À l’époque où aucun film de vampires n’échappait à mes yeux avides, j’étais allé voir ce curieux Jonathan,dont le titre original allemand est Jonathan, Vampire sterben nicht (i.e. Les Vampires ne meurent pas).

Mais l’époque où j’ingurgitais les flots de sang vermeil des malheureuses victimes des épigones du Comte Dracula était malencontreusement aussi celle qui a entouré le risible Mai 68 ; en d’autres termes, le moindre tâcheron de plume, de pinceau, de guitare ou de caméra se croyait obstinément appelé à remplir une mission d‘éveil des masses et à témoigner, dans un grand mouvement en-soi révolutionnaire, de la pourriture intrinsèque de la société bourgeoise réactionnaire, celle-ci toujours forcément complice de l’obscurantisme clérical (au mieux) ou du danger permanent de retour du national-socialisme (au pire).

Présenter le vampirisme comme une métaphore du nazisme, et les prédateurs buveurs de sang en images ressemblantes des démons qui envahirent l’Allemagne entre 33 et 45 était chose tentante pour un cinéaste germanique. Et Geissendörfer ne s’en est pas privé.
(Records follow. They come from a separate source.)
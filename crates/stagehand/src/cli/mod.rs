//! CLI definition and command handling

pub mod commands;
mod host;
pub mod output;

use std::path::PathBuf;

use clap::{Parser, Subcommand};
use tracing::debug;

use stagehand_core::config::{load_config_or_default, resolve_catalog_path, Config};

use commands::{
    CleanupCommand, CompletionsCommand, IntakeCommand, ListCommand, NormalizeCommand,
    PublishCommand,
};
pub use host::Host;

/// Stagehand - release manager for mobile app builds
#[derive(Debug, Parser)]
#[command(name = "stagehand")]
#[command(author, version, about, long_about = None)]
pub struct Cli {
    /// Path to the apps.json catalog
    #[arg(long = "config", global = true, env = "STAGEHAND_APPS")]
    pub catalog: Option<PathBuf>,

    /// Show what would change without touching files or the remote
    #[arg(long, global = true)]
    pub dry_run: bool,

    /// Enable verbose output
    #[arg(short, long, global = true)]
    pub verbose: bool,

    /// Suppress output except errors
    #[arg(short, long, global = true)]
    pub quiet: bool,

    /// Output format
    #[arg(long, global = true, default_value = "text")]
    pub format: OutputFormat,

    /// Working directory
    #[arg(short = 'C', long, global = true)]
    pub directory: Option<PathBuf>,

    #[command(subcommand)]
    pub command: Commands,
}

/// Output format for CLI
#[derive(Debug, Clone, Copy, Default, PartialEq, Eq, clap::ValueEnum)]
pub enum OutputFormat {
    /// Human-readable text output
    #[default]
    Text,
    /// JSON output
    Json,
}

/// Available commands
#[derive(Debug, Subcommand)]
pub enum Commands {
    /// Publish build artifacts to a GitHub release and record them
    Publish(PublishCommand),

    /// Delete releases and assets the catalog no longer references
    Cleanup(CleanupCommand),

    /// Rewrite catalog asset names and tags to canonical form
    Normalize(NormalizeCommand),

    /// Show the latest build per stage and its download links
    List(ListCommand),

    /// Forward a TestFlight access request to the operator
    Intake(IntakeCommand),

    /// Generate shell completions
    Completions(CompletionsCommand),
}

impl Cli {
    /// Execute the CLI command
    pub fn execute(self) -> anyhow::Result<()> {
        // Change to specified directory if provided
        if let Some(dir) = &self.directory {
            std::env::set_current_dir(dir)?;
        }

        match self.command {
            Commands::Publish(ref cmd) => cmd.execute(&self),
            Commands::Cleanup(ref cmd) => cmd.execute(&self),
            Commands::Normalize(ref cmd) => cmd.execute(&self),
            Commands::List(ref cmd) => cmd.execute(&self),
            Commands::Intake(ref cmd) => cmd.execute(&self),
            Commands::Completions(ref cmd) => cmd.execute(&self),
        }
    }

    /// Whether prose output should be printed
    pub fn is_text(&self) -> bool {
        self.format == OutputFormat::Text && !self.quiet
    }

    /// Tool configuration found from the working directory, or defaults
    pub fn tool_config(&self) -> anyhow::Result<Config> {
        let cwd = std::env::current_dir()?;
        let (config, path) = load_config_or_default(&cwd)?;
        debug!(path = ?path, "tool configuration resolved");
        Ok(config)
    }

    /// Catalog path from `--config`, the tool config, or the default
    pub fn catalog_path(&self, config: &Config) -> anyhow::Result<PathBuf> {
        let cwd = std::env::current_dir()?;
        Ok(resolve_catalog_path(self.catalog.as_deref(), config, &cwd))
    }
}
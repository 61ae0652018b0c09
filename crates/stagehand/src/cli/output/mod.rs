//! Output formatting utilities

use console::{style, Style};

/// Print a success message
pub fn success(message: &str) {
    println!("{} {}", style("✓").green().bold(), message);
}

/// Print an error message
pub fn error(message: &str) {
    eprintln!("{} {}", style("✗").red().bold(), message);
}

/// Print a warning message
pub fn warning(message: &str) {
    println!("{} {}", style("!").yellow().bold(), message);
}

/// Print an info message
pub fn info(message: &str) {
    println!("{} {}", style("→").blue(), message);
}

/// Create a styled header
pub fn header(text: &str) -> String {
    style(text).bold().to_string()
}

/// Create a styled key-value line
pub fn key_value(key: &str, value: &str) -> String {
    format!("  {}: {}", style(key).dim(), value)
}

/// Style for version numbers
pub fn version_style() -> Style {
    Style::new().green().bold()
}

/// Style for tags
pub fn tag_style() -> Style {
    Style::new().yellow()
}

/// Style for paths and URLs
pub fn path_style() -> Style {
    Style::new().cyan()
}

/// Print a value as pretty JSON
pub fn json<T: serde::Serialize>(value: &T) -> anyhow::Result<()> {
    println!("{}", serde_json::to_string_pretty(value)?);
    Ok(())
}
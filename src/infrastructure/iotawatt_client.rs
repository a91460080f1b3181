// IoTaWatt device client
use anyhow::{Context, Result};
use async_trait::async_trait;
use serde::Deserialize;
use serde::de::DeserializeOwned;

use crate::application::power_source::PowerDataSource;
use crate::domain::snapshot::Snapshot;

#[derive(Debug, Clone)]
pub struct IotawattClient {
    host: String,
    window_hours: u32,
}

#[derive(Debug, Deserialize)]
struct SeriesListResponse {
    series: Vec<SeriesEntry>,
}

#[derive(Debug, Deserialize)]
struct SeriesEntry {
    name: String,
    unit: String,
}

#[derive(Debug, Deserialize)]
struct QueryResponse {
    labels: Vec<String>,
    data: Vec<Vec<f64>>,
}

impl IotawattClient {
    pub fn new(host: String, window_hours: u32) -> Self {
        Self {
            host: host.trim_end_matches('/').to_string(),
            window_hours,
        }
    }

    fn series_list_url(&self) -> String {
        format!("{}/query?show=series", self.host)
    }

    fn data_query_url(&self, select: &str) -> String {
        format!(
            "{}/query?select={}&begin=s-{}h&end=s&group=auto&format=json&resolution=high&header=yes",
            self.host,
            urlencoding::encode(select),
            self.window_hours
        )
    }

    /// Select clause keeping only Watts series, in device order. The time
    /// column always leads so the payload validates as a snapshot.
    fn build_select_clause(series: &[SeriesEntry]) -> String {
        let sources: Vec<String> = series
            .iter()
            .filter(|s| s.unit == "Watts")
            .map(|s| format!("{}.Watts.d1", s.name))
            .collect();
        format!("[time.utc.unix,{}]", sources.join(","))
    }

    async fn get_json<T: DeserializeOwned>(&self, url: &str) -> Result<T> {
        let client = reqwest::Client::new();
        let response = client
            .get(url)
            .header("Accept", "application/json")
            .send()
            .await
            .context("Failed to send request to IoTaWatt")?;

        let status = response.status();
        let body = response
            .text()
            .await
            .context("Failed to read IoTaWatt response")?;
        if !status.is_success() {
            anyhow::bail!("IoTaWatt query failed with status {}: {}", status, body);
        }

        serde_json::from_str(&body).context("Failed to parse IoTaWatt response")
    }
}

#[async_trait]
impl PowerDataSource for IotawattClient {
    async fn fetch_snapshot(&self) -> Result<Snapshot> {
        let listing: SeriesListResponse = self.get_json(&self.series_list_url()).await?;
        let select = Self::build_select_clause(&listing.series);
        tracing::debug!("querying IoTaWatt with select clause {select}");

        let payload: QueryResponse = self.get_json(&self.data_query_url(&select)).await?;
        let snapshot = Snapshot::from_columns(&payload.labels, &payload.data)
            .context("IoTaWatt returned a malformed payload")?;

        tracing::debug!("fetched {} channels", snapshot.series().len());
        Ok(snapshot)
    }
}

#[cfg(test)]
mod tests {
    use super::*;

    fn entry(name: &str, unit: &str) -> SeriesEntry {
        SeriesEntry {
            name: name.to_string(),
            unit: unit.to_string(),
        }
    }

    #[test]
    fn test_select_clause_keeps_watts_series_in_order() {
        let series = vec![
            entry("Mains", "Watts"),
            entry("Voltage", "Volts"),
            entry("Kitchen", "Watts"),
        ];
        assert_eq!(
            IotawattClient::build_select_clause(&series),
            "[time.utc.unix,Mains.Watts.d1,Kitchen.Watts.d1]"
        );
    }

    #[test]
    fn test_data_query_url_encodes_the_select_clause() {
        let client = IotawattClient::new("http://192.168.128.5/".to_string(), 24);
        let url = client.data_query_url("[time.utc.unix,Mains.Watts.d1]");
        assert_eq!(
            url,
            "http://192.168.128.5/query?select=%5Btime.utc.unix%2CMains.Watts.d1%5D&begin=s-24h&end=s&group=auto&format=json&resolution=high&header=yes"
        );
    }
}
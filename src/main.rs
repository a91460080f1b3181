// Main entry point - Dependency injection and the display loop
mod domain;
mod application;
mod infrastructure;

use std::sync::Arc;

use crate::application::cycle_service::DisplayCycleService;
use crate::infrastructure::config::{load_device_config, load_render_settings};
use crate::infrastructure::display::EinkDisplay;
use crate::infrastructure::iotawatt_client::IotawattClient;
use crate::infrastructure::rasterizer::SvgRasterizer;

#[tokio::main]
async fn main() -> anyhow::Result<()> {
    // Initialize tracing
    tracing_subscriber::fmt::init();

    // Load configuration
    let device = load_device_config()?;
    let style = load_render_settings()?.into_style(device.iotawatt.window_hours);

    // Create adapters (infrastructure layer)
    let source = Arc::new(IotawattClient::new(
        device.iotawatt.host.clone(),
        device.iotawatt.window_hours,
    ));
    let display = EinkDisplay::new(device.panel.width);
    let rasterizer = SvgRasterizer::new(device.panel.rsvg_convert.clone());

    // Create the cycle service (application layer)
    let cycle = DisplayCycleService::new(
        source,
        style,
        rasterizer,
        display.clone(),
        device.panel.output_dir.clone().into(),
        device.panel.dwell_secs,
    );

    // Any argument stops after a single pass (useful from cron or by hand)
    let run_once = std::env::args().nth(1).is_some();

    display.acquire().await?;
    println!("Starting power-dashboard cycle against {}", device.iotawatt.host);

    let result = run_cycles(&cycle, run_once).await;
    if let Err(e) = &result {
        tracing::error!("cycle failed: {e:#}");
        // Put the failure on the panel before handing the device back
        display.show_error(&format!("{e:#}")).await;
    }
    display.release().await;

    result
}

async fn run_cycles(cycle: &DisplayCycleService, run_once: bool) -> anyhow::Result<()> {
    loop {
        cycle.run_once().await?;
        if run_once {
            return Ok(());
        }
    }
}
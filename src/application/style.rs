// Render style configuration for one chart render
use rand::Rng;

use crate::domain::scale::ValueScale;
use crate::domain::scene::Color;

/// Which dataset the extent (and so the normalisation) is computed from
/// when a channel filter is active.
#[derive(Debug, Clone, Copy, PartialEq, Eq, Default)]
pub enum ExtentStrategy {
    /// Extent over the full snapshot, filter applied after mapping.
    /// Per-channel views stay visually comparable with the aggregate view.
    #[default]
    NormalizeThenFilter,
    /// Extent over the filtered subset only, so a single channel spans the
    /// full vertical range.
    FilterThenNormalize,
}

/// Which extent the highlight threshold is mapped through when
/// `FilterThenNormalize` is active.
#[derive(Debug, Clone, Copy, PartialEq, Eq, Default)]
pub enum HighlightBasis {
    /// The same extent the polylines were normalised with.
    #[default]
    ActiveExtent,
    /// Always the full unfiltered extent, keeping the band at the same
    /// height across per-channel views.
    FullData,
}

/// Rendering parameters for one chart. Built once, never mutated by the
/// pipeline. `invert`/`invert_highlight` left as `None` are decided by the
/// random source injected into the render call.
#[derive(Debug, Clone)]
pub struct RenderStyle {
    pub width: u32,
    pub height: u32,
    pub padding: u32,
    pub highlight_watts: f64,
    pub invert: Option<bool>,
    pub invert_highlight: Option<bool>,
    pub channel_filter: Option<String>,
    pub extent_strategy: ExtentStrategy,
    pub highlight_basis: HighlightBasis,
    pub rotate: bool,
    pub scale: ValueScale,
    pub window_hours: u32,
}

impl Default for RenderStyle {
    fn default() -> Self {
        Self {
            width: 1448,
            height: 1072,
            padding: 50,
            highlight_watts: 1000.0,
            invert: None,
            invert_highlight: None,
            channel_filter: None,
            extent_strategy: ExtentStrategy::default(),
            highlight_basis: HighlightBasis::default(),
            rotate: true,
            scale: ValueScale::Linear,
            window_hours: 24,
        }
    }
}

impl RenderStyle {
    /// Pin both inversion choices, drawing from `rng` only where the
    /// caller left the choice open.
    pub fn resolve_inversion<R: Rng + ?Sized>(&self, rng: &mut R) -> ResolvedInversion {
        ResolvedInversion {
            invert: self.invert.unwrap_or_else(|| rng.random_bool(0.5)),
            invert_highlight: self
                .invert_highlight
                .unwrap_or_else(|| rng.random_bool(0.5)),
        }
    }
}

#[derive(Debug, Clone, Copy, PartialEq, Eq)]
pub struct ResolvedInversion {
    pub invert: bool,
    pub invert_highlight: bool,
}

impl ResolvedInversion {
    pub fn background(self) -> Color {
        if self.invert { Color::Black } else { Color::White }
    }

    pub fn foreground(self) -> Color {
        if self.invert { Color::White } else { Color::Black }
    }
}
// Renderable scene - ordered draw primitives in absolute pixel coordinates

/// The chart palette is deliberately tiny: e-ink panels render exactly
/// these three tones.
#[derive(Debug, Clone, Copy, PartialEq, Eq)]
pub enum Color {
    Black,
    White,
    Grey,
}

impl Color {
    pub fn as_str(self) -> &'static str {
        match self {
            Color::Black => "black",
            Color::White => "white",
            Color::Grey => "grey",
        }
    }
}

/// Captions are drawn at the origin and then translated, scaled and
/// optionally rotated into place.
#[derive(Debug, Clone, PartialEq)]
pub struct TextPlacement {
    pub translate: (f64, f64),
    pub scale: f64,
    pub rotate_degrees: Option<f64>,
}

#[derive(Debug, Clone, PartialEq)]
pub enum Primitive {
    Rect {
        x: f64,
        y: f64,
        width: f64,
        height: f64,
        fill: Color,
    },
    Line {
        x1: f64,
        y1: f64,
        x2: f64,
        y2: f64,
        stroke: Color,
    },
    Text {
        content: String,
        placement: TextPlacement,
        font_size: Option<u32>,
        fill: Color,
    },
    Polyline {
        points: Vec<(f64, f64)>,
        stroke: Color,
        stroke_width: u32,
    },
}

/// One composed chart. `width`/`height` are the logical layout dimensions;
/// when `rotated` is set the serializer wraps the primitives in a single
/// rotate/translate group and reports the canvas size swapped.
#[derive(Debug, Clone, PartialEq)]
pub struct Scene {
    pub width: u32,
    pub height: u32,
    pub rotated: bool,
    pub primitives: Vec<Primitive>,
}
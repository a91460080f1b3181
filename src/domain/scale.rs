// Value scale transforms applied ahead of normalisation
use crate::domain::errors::RenderError;

/// Monotonic remapping of measured values before extent computation and
/// coordinate mapping. Applied uniformly to every y value of a snapshot,
/// and to the highlight threshold.
#[derive(Debug, Clone, Copy, PartialEq, Eq, Default)]
pub enum ValueScale {
    #[default]
    Linear,
    Logarithmic,
}

impl ValueScale {
    pub fn apply(self, value: f64) -> Result<f64, RenderError> {
        match self {
            ValueScale::Linear => Ok(value),
            ValueScale::Logarithmic => {
                // ln of a zero or negative power reading is undefined;
                // callers must pre-filter such samples
                if value <= 0.0 {
                    Err(RenderError::NonPositiveLogValue { value })
                } else {
                    Ok(value.ln())
                }
            }
        }
    }

    /// Y-axis caption; names the active scale so logarithmic charts read
    /// correctly on the panel.
    pub fn axis_caption(self, highlight_watts: f64) -> String {
        match self {
            ValueScale::Linear => {
                format!("Power (Higher region {highlight_watts}W)")
            }
            ValueScale::Logarithmic => {
                format!("Power (Logarithmic. Higher region {highlight_watts}W)")
            }
        }
    }
}

#[cfg(test)]
mod tests {
    use super::*;

    #[test]
    fn test_linear_is_identity() {
        assert_eq!(ValueScale::Linear.apply(42.5).unwrap(), 42.5);
        assert_eq!(ValueScale::Linear.apply(-3.0).unwrap(), -3.0);
    }

    #[test]
    fn test_logarithmic_applies_natural_log() {
        let scaled = ValueScale::Logarithmic.apply(100.0).unwrap();
        assert!((scaled - 100.0_f64.ln()).abs() < 1e-12);
    }

    #[test]
    fn test_logarithmic_rejects_non_positive() {
        assert_eq!(
            ValueScale::Logarithmic.apply(0.0).unwrap_err(),
            RenderError::NonPositiveLogValue { value: 0.0 }
        );
        assert!(ValueScale::Logarithmic.apply(-5.0).is_err());
    }

    #[test]
    fn test_axis_captions_differ_by_scale() {
        let linear = ValueScale::Linear.axis_caption(1000.0);
        let log = ValueScale::Logarithmic.axis_caption(1000.0);
        assert_eq!(linear, "Power (Higher region 1000W)");
        assert_eq!(log, "Power (Logarithmic. Higher region 1000W)");
    }
}
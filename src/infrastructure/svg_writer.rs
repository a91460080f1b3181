// SVG serialization of a composed scene
use std::fmt::Write as _;

use crate::domain::scene::{Primitive, Scene, TextPlacement};

/// Serialize a scene into an SVG document. A rotated scene reports its
/// canvas size swapped and wraps the primitives in a single rotate group;
/// the primitive coordinates themselves are untouched.
pub fn write_svg(scene: &Scene) -> String {
    let (canvas_width, canvas_height) = if scene.rotated {
        (scene.height, scene.width)
    } else {
        (scene.width, scene.height)
    };

    let mut svg = String::new();
    let _ = write!(
        svg,
        "<svg width=\"{canvas_width}\" height=\"{canvas_height}\" xmlns=\"http://www.w3.org/2000/svg\">"
    );
    if scene.rotated {
        let _ = write!(svg, "<g transform=\"translate(0, {}) rotate(-90)\">", scene.width);
    } else {
        svg.push_str("<g>");
    }
    for primitive in &scene.primitives {
        write_primitive(&mut svg, primitive);
    }
    svg.push_str("</g></svg>");
    svg
}

fn write_primitive(svg: &mut String, primitive: &Primitive) {
    match primitive {
        Primitive::Rect {
            x,
            y,
            width,
            height,
            fill,
        } => {
            let _ = write!(
                svg,
                "<rect x=\"{x}\" y=\"{y}\" width=\"{width}\" height=\"{height}\" fill=\"{}\"/>",
                fill.as_str()
            );
        }
        Primitive::Line { x1, y1, x2, y2, stroke } => {
            let _ = write!(
                svg,
                "<line x1=\"{x1}\" y1=\"{y1}\" x2=\"{x2}\" y2=\"{y2}\" stroke=\"{}\"/>",
                stroke.as_str()
            );
        }
        Primitive::Text {
            content,
            placement,
            font_size,
            fill,
        } => {
            let _ = write!(svg, "<text x=\"0\" y=\"0\"");
            if let Some(size) = font_size {
                let _ = write!(svg, " font-size=\"{size}\"");
            }
            let _ = write!(
                svg,
                " fill=\"{}\" transform=\"{}\">{}</text>",
                fill.as_str(),
                transform_of(placement),
                escape_text(content)
            );
        }
        Primitive::Polyline {
            points,
            stroke,
            stroke_width,
        } => {
            let joined = points
                .iter()
                .map(|(x, y)| format!("{x:.2},{y:.2}"))
                .collect::<Vec<_>>()
                .join(" ");
            let _ = write!(
                svg,
                "<polyline points=\"{joined}\" stroke=\"{}\" fill=\"none\" stroke-width=\"{stroke_width}\"/>",
                stroke.as_str()
            );
        }
    }
}

fn transform_of(placement: &TextPlacement) -> String {
    let (tx, ty) = placement.translate;
    let mut transform = format!("translate({tx}, {ty}) scale({})", placement.scale);
    if let Some(degrees) = placement.rotate_degrees {
        let _ = write!(transform, " rotate({degrees})");
    }
    transform
}

fn escape_text(text: &str) -> String {
    let mut escaped = String::with_capacity(text.len());
    for c in text.chars() {
        match c {
            '&' => escaped.push_str("&amp;"),
            '<' => escaped.push_str("&lt;"),
            '>' => escaped.push_str("&gt;"),
            '"' => escaped.push_str("&quot;"),
            other => escaped.push(other),
        }
    }
    escaped
}
//! Playback record definitions

use serde::Serialize;

/// One note for the audio scheduler.
///
/// Serialized as `{"midi", "time", "duration", "columnIndex"}`.
///
/// # Fields
/// - `midi`: MIDI note number
/// - `time`: start time in seconds from the top of the progression
/// - `duration`: length in seconds
/// - `column_index`: index of the tab column holding this note, for playhead highlighting
#[derive(Debug, Clone, Copy, PartialEq, Serialize)]
#[serde(rename_all = "camelCase")]
pub struct PlaybackNote {
    pub midi: i32,
    pub time: f64,
    pub duration: f64,
    pub column_index: usize,
}
//! # Harmonic Engine
//!
//! Turns chords in a key into the absolute pitches of a walking bass line.
//!
//! ## Algorithm (per chord)
//! 1. Pick a mode with [`Mode::for_chord`]: the degree's own mode for diatonic chords,
//!    a quality-based mode for borrowed ones
//! 2. Root pitch class = key + degree offset (mod 12)
//! 3. Root MIDI = lowest MIDI ≥ 28 (E1) with that class
//! 4. One pitch per formula step: `root + mode[step - 1]`, on beat `step index + 1`
//!
//! ## Example
//! ```rust
//! use walkbass::{generate_notes, Chord};
//!
//! let chords = vec![Chord::parse("1", 1)?];
//! let notes = generate_notes(&chords, "C")?;
//!
//! let midi: Vec<i32> = notes.iter().map(|n| n.midi).collect();
//! assert_eq!(midi, vec![36, 40, 43, 40]); // C E G E
//! # Ok::<(), walkbass::BassError>(())
//! ```

use serde::Serialize;
use tracing::debug;

use crate::chord::Chord;
use crate::error::BassError;
use crate::theory::{Key, Mode};

/// Walking pattern used when none is configured: root, third, fifth, third.
pub const DEFAULT_FORMULA: [usize; 4] = [1, 3, 5, 3];

/// A single generated bass note.
#[derive(Debug, Clone, Copy, PartialEq, Serialize)]
#[serde(rename_all = "camelCase")]
pub struct Pitch {
    /// MIDI note number
    pub midi: i32,
    /// 1-indexed measure
    pub measure: u32,
    /// 1-indexed beat within the measure
    pub beat: u32,
    /// Duration in beats
    pub duration: f64,
}

/// Generates pitches from chords using a fixed melodic formula.
#[derive(Debug, Clone, PartialEq)]
pub struct Generator {
    formula: Vec<usize>,
}

impl Default for Generator {
    fn default() -> Self {
        Self::new(DEFAULT_FORMULA.to_vec())
    }
}

impl Generator {
    /// Steps are 1-based indices into the chord's 7-note mode.
    /// They are checked during generation, not here.
    pub fn new(formula: Vec<usize>) -> Self {
        Self { formula }
    }

    pub fn formula(&self) -> &[usize] {
        &self.formula
    }

    /// Generate `formula.len()` pitches for every chord, in chord order.
    pub fn generate_notes(&self, chords: &[Chord], key: &str) -> Result<Vec<Pitch>, BassError> {
        let key: Key = key.parse()?;
        let mut result = Vec::with_capacity(chords.len() * self.formula.len());

        for chord in chords {
            let mode = Mode::for_chord(chord.degree(), chord.quality());
            let root_class = key.transpose(chord.degree().semitones());
            let root_midi = root_class.lowest_midi();
            let intervals = mode.intervals();

            debug!(
                chord = %chord,
                measure = chord.measure(),
                root = %root_class,
                mode = %mode,
                "generating chord"
            );

            for (j, &step) in self.formula.iter().enumerate() {
                let interval = step
                    .checked_sub(1)
                    .and_then(|i| intervals.get(i))
                    .ok_or(BassError::InvalidFormulaIndex {
                        index: step,
                        mode_len: intervals.len(),
                    })?;

                result.push(Pitch {
                    midi: root_midi + interval,
                    measure: chord.measure(),
                    beat: j as u32 + 1,
                    duration: 1.0,
                });
            }
        }

        Ok(result)
    }
}

/// Generate pitches with [`DEFAULT_FORMULA`].
pub fn generate_notes(chords: &[Chord], key: &str) -> Result<Vec<Pitch>, BassError> {
    Generator::default().generate_notes(chords, key)
}

#[cfg(test)]
mod tests {
    use super::*;
    use crate::theory::{ChordQuality, ScaleDegree, LOWEST_PITCH};

    fn chord(symbol: &str, measure: u32) -> Chord {
        Chord::parse(symbol, measure).unwrap()
    }

    fn offsets(notes: &[Pitch]) -> Vec<i32> {
        notes.iter().map(|n| n.midi - notes[0].midi).collect()
    }

    #[test]
    fn test_one_major_in_c() {
        let notes = generate_notes(&[chord("1", 1)], "C").unwrap();
        assert_eq!(notes.len(), 4);
        assert_eq!(notes[0].midi, 36);
        assert_eq!(offsets(&notes), vec![0, 4, 7, 4]);
    }

    #[test]
    fn test_four_major_in_c_is_f_lydian() {
        let generator = Generator::new(vec![1, 2, 3, 4, 5, 6, 7]);
        let notes = generator.generate_notes(&[chord("4", 1)], "C").unwrap();

        // F1 = 29
        assert_eq!(notes[0].midi, 29);
        assert_eq!(notes[0].midi.rem_euclid(12), 5);
        assert_eq!(offsets(&notes), vec![0, 2, 4, 6, 7, 9, 11]);
    }

    #[test]
    fn test_timing_follows_formula_positions() {
        let notes = generate_notes(&[chord("2m7", 1), chord("57", 2)], "C").unwrap();
        assert_eq!(notes.len(), 8);

        let timing: Vec<(u32, u32)> = notes.iter().map(|n| (n.measure, n.beat)).collect();
        assert_eq!(
            timing,
            vec![(1, 1), (1, 2), (1, 3), (1, 4), (2, 1), (2, 2), (2, 3), (2, 4)]
        );
        assert!(notes.iter().all(|n| n.duration == 1.0));
    }

    #[test]
    fn test_ii_v_i_pitches() {
        let chords = [chord("2m7", 1), chord("57", 2), chord("1maj7", 3)];
        let midi: Vec<i32> = generate_notes(&chords, "C")
            .unwrap()
            .iter()
            .map(|n| n.midi)
            .collect();

        // D Dorian: D F A F; G Mixolydian: G B D B; C Ionian: C E G E
        assert_eq!(
            midi,
            vec![38, 41, 45, 41, 31, 35, 38, 35, 36, 40, 43, 40]
        );
    }

    #[test]
    fn test_borrowed_minor_four_uses_aeolian() {
        let notes = generate_notes(&[chord("4m", 1)], "C").unwrap();
        assert_eq!(offsets(&notes), vec![0, 3, 7, 3]);
    }

    #[test]
    fn test_diminished_seven_uses_locrian_fifth() {
        let notes = generate_notes(&[chord("7dim", 1)], "C").unwrap();
        assert_eq!(notes[0].midi, 35); // B1
        assert_eq!(offsets(&notes), vec![0, 3, 6, 3]);
    }

    #[test]
    fn test_unspecified_quality_is_ionian() {
        let chords = [Chord::in_measure(ScaleDegree::FlatSeven, None, 1).unwrap()];
        let notes = generate_notes(&chords, "C").unwrap();
        assert_eq!(notes[0].midi, 34); // A#1
        assert_eq!(offsets(&notes), vec![0, 4, 7, 4]);
    }

    #[test]
    fn test_every_pitch_is_above_floor() {
        for key in crate::theory::NOTE_NAMES {
            for degree in ScaleDegree::ALL {
                for quality in ChordQuality::ALL {
                    let c = Chord::in_measure(degree, Some(quality), 1).unwrap();
                    let notes = generate_notes(&[c], key).unwrap();
                    assert_eq!(notes.len(), DEFAULT_FORMULA.len());
                    assert!(notes.iter().all(|n| n.midi >= LOWEST_PITCH));
                }
            }
        }
    }

    #[test]
    fn test_invalid_key() {
        assert_eq!(
            generate_notes(&[chord("1", 1)], "H"),
            Err(BassError::InvalidKey("H".to_string()))
        );
    }

    #[test]
    fn test_invalid_formula_index() {
        let too_high = Generator::new(vec![1, 8]);
        assert_eq!(
            too_high.generate_notes(&[chord("1", 1)], "C"),
            Err(BassError::InvalidFormulaIndex { index: 8, mode_len: 7 })
        );

        let zero = Generator::new(vec![0]);
        assert_eq!(
            zero.generate_notes(&[chord("1", 1)], "C"),
            Err(BassError::InvalidFormulaIndex { index: 0, mode_len: 7 })
        );
    }

    #[test]
    fn test_empty_progression() {
        assert_eq!(generate_notes(&[], "C"), Ok(vec![]));
    }
}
j4Mais, indépendamment de cette démarche, très clairement engagée (et, forcément, lourde, comme tous les engagements, sauf miracle), le film présentait quelques lumières esthétisantes que je me rappelle très bien venues : dans un petit matin encore très gris bleu, dans la lumière particulière d’une ville des abords de la Baltique, le bruit des bottes du Comte Vampire marchant sur des trottoirs sonores, et le long panoramique qui l’accompagne ; ou bien les Vampires – rassemblés en une sorte de secte (un peu comme dans Entretien avec un vampire) et vêtus, hommes et femmes indifférenciés, de longues robes noires, rouges ou blanches – se livrant à d’étranges cérémonies vénéneuses ; et les mêmes, assemblés et assiégés par les habitants sains de la Ville sur une grise plage nordique (métaphore évidente de l’éveil du Prolétariat !) et disparaissant avec le lever d’un pâle soleil…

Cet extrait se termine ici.